▶ **To do**
Scan the records for "OutboundFrame" and copy each line that contains it.

[Records from a data source]
::::

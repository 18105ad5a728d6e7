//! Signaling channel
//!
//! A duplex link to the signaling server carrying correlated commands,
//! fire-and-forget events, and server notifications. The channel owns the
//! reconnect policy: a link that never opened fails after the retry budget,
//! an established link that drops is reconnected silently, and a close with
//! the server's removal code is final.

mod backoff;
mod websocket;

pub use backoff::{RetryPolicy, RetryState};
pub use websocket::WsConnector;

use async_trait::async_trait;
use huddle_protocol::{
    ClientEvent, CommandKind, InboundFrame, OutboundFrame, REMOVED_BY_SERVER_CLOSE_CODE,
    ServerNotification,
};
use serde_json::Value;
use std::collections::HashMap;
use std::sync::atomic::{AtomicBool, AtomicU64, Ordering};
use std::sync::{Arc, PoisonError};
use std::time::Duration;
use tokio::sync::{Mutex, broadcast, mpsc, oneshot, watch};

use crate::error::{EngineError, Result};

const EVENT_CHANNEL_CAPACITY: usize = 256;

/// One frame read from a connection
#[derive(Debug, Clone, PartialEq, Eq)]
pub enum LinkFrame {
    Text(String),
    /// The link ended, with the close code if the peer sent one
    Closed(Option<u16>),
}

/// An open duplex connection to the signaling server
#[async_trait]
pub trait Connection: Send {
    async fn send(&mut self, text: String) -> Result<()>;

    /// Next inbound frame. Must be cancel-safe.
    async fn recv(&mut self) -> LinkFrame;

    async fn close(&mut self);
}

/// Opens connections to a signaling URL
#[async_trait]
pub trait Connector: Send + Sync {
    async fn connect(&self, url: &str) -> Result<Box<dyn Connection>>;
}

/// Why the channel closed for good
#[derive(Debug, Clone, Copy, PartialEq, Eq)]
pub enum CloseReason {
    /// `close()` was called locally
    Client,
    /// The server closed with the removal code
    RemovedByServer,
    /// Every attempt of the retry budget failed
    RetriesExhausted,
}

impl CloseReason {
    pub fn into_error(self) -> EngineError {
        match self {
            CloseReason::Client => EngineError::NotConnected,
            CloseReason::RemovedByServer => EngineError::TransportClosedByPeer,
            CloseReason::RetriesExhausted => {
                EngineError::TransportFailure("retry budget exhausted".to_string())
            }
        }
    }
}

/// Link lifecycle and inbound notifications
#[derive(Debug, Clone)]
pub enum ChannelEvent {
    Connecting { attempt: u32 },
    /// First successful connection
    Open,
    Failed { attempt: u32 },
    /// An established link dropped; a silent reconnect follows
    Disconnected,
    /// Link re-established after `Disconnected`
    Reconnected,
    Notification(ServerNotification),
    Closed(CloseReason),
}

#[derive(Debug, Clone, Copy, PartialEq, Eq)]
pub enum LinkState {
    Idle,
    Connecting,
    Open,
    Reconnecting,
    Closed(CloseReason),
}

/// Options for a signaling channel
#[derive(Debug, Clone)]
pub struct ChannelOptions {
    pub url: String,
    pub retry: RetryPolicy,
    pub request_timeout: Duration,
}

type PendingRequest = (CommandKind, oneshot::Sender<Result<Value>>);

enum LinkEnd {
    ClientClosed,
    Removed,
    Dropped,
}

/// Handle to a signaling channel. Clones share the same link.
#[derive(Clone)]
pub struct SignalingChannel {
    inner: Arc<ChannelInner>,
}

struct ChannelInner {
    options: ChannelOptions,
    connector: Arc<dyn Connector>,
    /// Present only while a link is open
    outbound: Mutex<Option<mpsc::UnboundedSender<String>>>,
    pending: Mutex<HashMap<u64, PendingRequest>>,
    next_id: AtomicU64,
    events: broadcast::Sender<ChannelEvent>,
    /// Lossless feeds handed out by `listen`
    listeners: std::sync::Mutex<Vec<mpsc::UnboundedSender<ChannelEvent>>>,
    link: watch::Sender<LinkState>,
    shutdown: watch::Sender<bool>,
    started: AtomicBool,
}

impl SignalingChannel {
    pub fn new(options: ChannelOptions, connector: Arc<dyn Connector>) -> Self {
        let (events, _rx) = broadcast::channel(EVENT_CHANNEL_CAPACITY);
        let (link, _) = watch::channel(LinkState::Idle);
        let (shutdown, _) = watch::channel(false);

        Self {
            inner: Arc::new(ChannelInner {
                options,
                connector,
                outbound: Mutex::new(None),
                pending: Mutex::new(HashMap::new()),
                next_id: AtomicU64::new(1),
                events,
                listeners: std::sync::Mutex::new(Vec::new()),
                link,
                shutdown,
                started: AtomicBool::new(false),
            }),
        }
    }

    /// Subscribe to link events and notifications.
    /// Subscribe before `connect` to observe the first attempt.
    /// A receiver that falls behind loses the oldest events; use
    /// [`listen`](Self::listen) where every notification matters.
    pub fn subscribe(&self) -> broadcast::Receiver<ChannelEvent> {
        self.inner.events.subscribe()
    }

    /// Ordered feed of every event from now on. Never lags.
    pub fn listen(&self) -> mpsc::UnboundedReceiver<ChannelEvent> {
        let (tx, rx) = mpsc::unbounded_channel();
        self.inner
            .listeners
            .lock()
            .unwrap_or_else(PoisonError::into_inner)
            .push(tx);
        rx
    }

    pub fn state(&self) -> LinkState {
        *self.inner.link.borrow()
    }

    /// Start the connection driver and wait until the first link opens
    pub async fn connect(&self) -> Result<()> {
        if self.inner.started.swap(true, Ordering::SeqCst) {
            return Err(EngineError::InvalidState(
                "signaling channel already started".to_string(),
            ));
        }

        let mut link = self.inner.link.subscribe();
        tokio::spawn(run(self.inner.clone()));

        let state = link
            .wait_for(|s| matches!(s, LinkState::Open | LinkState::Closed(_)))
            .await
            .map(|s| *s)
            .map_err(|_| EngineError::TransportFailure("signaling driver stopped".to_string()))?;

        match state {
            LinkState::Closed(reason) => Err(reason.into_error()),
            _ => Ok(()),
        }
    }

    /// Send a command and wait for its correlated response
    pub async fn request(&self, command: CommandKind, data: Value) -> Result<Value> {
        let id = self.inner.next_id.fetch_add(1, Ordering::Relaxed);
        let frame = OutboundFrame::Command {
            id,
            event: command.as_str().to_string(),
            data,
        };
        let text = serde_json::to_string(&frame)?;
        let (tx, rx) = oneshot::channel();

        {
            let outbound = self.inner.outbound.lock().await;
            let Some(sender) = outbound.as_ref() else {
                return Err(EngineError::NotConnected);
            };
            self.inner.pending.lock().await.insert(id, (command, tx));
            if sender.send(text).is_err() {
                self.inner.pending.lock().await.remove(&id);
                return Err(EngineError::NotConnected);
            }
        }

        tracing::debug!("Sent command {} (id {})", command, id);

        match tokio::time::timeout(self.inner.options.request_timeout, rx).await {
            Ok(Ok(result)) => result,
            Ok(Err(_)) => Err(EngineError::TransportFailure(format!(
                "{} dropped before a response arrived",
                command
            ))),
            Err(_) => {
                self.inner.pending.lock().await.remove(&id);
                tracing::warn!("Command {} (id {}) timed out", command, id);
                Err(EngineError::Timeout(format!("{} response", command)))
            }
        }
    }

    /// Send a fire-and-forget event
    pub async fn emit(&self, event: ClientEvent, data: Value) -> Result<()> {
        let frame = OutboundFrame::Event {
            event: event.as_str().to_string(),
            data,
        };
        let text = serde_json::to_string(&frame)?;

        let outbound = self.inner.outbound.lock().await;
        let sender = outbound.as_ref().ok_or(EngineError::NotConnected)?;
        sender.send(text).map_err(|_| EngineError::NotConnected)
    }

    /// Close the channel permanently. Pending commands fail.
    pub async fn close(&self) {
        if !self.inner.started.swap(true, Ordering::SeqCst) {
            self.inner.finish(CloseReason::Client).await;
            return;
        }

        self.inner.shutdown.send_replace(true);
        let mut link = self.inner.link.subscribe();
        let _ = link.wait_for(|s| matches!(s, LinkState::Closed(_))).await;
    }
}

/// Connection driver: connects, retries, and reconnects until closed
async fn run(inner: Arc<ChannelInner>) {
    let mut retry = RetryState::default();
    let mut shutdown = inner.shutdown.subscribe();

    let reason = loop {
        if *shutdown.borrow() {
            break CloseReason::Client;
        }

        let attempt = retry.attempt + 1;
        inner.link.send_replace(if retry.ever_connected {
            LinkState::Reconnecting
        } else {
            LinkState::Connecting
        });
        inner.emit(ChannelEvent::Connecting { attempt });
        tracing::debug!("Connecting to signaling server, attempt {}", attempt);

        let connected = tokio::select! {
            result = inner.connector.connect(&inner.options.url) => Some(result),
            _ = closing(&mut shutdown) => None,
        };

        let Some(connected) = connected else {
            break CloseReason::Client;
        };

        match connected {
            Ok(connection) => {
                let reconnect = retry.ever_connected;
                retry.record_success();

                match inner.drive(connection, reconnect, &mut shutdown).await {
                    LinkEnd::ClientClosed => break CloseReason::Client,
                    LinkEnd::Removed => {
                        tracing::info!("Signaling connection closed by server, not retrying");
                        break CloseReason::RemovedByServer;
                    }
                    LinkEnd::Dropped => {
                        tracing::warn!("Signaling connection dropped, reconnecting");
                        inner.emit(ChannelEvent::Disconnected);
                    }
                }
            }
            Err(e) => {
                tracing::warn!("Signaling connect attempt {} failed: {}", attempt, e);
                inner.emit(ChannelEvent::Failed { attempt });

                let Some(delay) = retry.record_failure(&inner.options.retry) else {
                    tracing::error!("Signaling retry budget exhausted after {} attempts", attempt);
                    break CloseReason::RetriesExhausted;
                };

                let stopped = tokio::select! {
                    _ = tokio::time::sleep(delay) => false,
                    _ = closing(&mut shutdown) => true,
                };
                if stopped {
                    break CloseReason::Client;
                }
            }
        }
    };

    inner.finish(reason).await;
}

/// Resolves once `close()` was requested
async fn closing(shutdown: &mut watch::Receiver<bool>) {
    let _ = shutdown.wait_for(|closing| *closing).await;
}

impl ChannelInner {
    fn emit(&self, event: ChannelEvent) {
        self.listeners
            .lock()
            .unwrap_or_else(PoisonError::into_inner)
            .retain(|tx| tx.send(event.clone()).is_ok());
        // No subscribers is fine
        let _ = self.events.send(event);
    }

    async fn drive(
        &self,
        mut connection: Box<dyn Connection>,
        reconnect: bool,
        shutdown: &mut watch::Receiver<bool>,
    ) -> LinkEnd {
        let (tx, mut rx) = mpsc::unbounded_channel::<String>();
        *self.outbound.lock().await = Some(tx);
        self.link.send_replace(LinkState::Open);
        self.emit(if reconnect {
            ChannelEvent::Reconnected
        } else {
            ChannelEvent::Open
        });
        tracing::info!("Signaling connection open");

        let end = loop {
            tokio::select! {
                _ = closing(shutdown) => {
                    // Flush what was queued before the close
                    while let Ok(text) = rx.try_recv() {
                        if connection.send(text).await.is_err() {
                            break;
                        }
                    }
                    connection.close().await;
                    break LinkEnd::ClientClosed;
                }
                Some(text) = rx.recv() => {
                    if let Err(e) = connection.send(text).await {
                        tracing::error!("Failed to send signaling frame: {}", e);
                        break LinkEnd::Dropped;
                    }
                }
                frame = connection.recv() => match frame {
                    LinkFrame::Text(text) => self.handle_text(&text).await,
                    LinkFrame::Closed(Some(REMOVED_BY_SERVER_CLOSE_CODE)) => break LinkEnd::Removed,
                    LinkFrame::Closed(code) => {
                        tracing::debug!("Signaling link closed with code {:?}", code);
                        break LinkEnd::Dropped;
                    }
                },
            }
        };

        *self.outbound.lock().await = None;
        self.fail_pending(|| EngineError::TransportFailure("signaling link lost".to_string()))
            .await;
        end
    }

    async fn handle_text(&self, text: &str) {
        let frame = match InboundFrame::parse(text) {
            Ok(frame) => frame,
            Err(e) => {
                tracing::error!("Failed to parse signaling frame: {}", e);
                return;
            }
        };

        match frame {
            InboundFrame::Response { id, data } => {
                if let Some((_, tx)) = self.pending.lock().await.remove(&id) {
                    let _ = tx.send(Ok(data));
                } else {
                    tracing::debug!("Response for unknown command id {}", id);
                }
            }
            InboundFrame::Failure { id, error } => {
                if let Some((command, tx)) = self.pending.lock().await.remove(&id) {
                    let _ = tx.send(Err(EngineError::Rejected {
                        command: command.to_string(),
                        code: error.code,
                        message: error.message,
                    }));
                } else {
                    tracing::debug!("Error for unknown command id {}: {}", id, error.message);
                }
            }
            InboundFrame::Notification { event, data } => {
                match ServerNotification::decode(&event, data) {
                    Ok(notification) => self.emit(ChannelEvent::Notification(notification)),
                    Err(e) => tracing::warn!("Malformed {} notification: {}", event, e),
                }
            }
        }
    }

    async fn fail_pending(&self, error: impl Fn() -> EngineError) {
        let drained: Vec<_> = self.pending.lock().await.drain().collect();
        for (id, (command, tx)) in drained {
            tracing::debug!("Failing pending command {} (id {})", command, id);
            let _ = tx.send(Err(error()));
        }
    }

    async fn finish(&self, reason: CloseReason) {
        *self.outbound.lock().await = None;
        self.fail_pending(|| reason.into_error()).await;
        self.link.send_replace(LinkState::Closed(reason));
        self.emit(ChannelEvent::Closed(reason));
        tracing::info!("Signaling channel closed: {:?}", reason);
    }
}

::::

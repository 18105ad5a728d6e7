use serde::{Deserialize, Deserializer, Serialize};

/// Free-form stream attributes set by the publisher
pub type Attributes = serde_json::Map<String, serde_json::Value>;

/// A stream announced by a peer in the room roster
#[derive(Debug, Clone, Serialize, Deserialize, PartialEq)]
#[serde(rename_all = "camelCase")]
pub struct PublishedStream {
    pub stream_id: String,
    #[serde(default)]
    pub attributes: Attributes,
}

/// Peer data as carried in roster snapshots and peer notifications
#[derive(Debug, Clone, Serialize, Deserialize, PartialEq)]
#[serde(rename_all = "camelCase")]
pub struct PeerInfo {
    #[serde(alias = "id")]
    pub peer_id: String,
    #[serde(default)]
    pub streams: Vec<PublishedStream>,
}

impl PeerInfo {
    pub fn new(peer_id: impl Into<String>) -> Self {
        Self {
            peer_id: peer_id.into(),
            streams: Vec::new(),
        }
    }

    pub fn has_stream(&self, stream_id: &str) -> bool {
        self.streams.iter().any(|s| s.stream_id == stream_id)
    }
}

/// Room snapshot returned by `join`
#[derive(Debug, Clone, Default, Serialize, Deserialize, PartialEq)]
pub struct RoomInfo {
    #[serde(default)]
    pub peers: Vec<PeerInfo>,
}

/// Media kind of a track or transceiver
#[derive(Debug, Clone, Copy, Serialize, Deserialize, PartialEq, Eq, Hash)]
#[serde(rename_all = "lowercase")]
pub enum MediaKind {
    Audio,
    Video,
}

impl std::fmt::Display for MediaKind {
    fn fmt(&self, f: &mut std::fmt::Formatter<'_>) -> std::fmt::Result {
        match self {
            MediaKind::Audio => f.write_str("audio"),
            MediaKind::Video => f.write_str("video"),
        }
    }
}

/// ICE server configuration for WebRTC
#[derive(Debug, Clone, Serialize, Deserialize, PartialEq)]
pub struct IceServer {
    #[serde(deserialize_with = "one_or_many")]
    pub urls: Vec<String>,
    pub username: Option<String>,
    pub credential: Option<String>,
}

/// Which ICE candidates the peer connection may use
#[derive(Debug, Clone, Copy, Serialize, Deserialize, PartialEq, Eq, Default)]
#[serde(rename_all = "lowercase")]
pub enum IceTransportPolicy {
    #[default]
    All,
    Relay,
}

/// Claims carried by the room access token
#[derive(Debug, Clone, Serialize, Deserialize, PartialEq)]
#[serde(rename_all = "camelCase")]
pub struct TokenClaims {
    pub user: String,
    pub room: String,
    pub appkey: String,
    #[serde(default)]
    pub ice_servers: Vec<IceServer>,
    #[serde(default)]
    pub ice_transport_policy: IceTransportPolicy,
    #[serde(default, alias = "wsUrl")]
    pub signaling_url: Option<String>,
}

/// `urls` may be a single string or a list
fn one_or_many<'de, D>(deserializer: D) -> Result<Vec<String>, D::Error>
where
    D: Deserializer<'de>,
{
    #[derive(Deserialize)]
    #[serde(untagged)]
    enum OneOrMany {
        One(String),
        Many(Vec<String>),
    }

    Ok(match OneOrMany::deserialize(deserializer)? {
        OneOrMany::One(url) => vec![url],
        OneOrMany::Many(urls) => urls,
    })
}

::::

▶ **Output**
    ClientEvent, CommandKind, InboundFrame, OutboundFrame, REMOVED_BY_SERVER_CLOSE_CODE,
        let frame = OutboundFrame::Command {
        let frame = OutboundFrame::Event {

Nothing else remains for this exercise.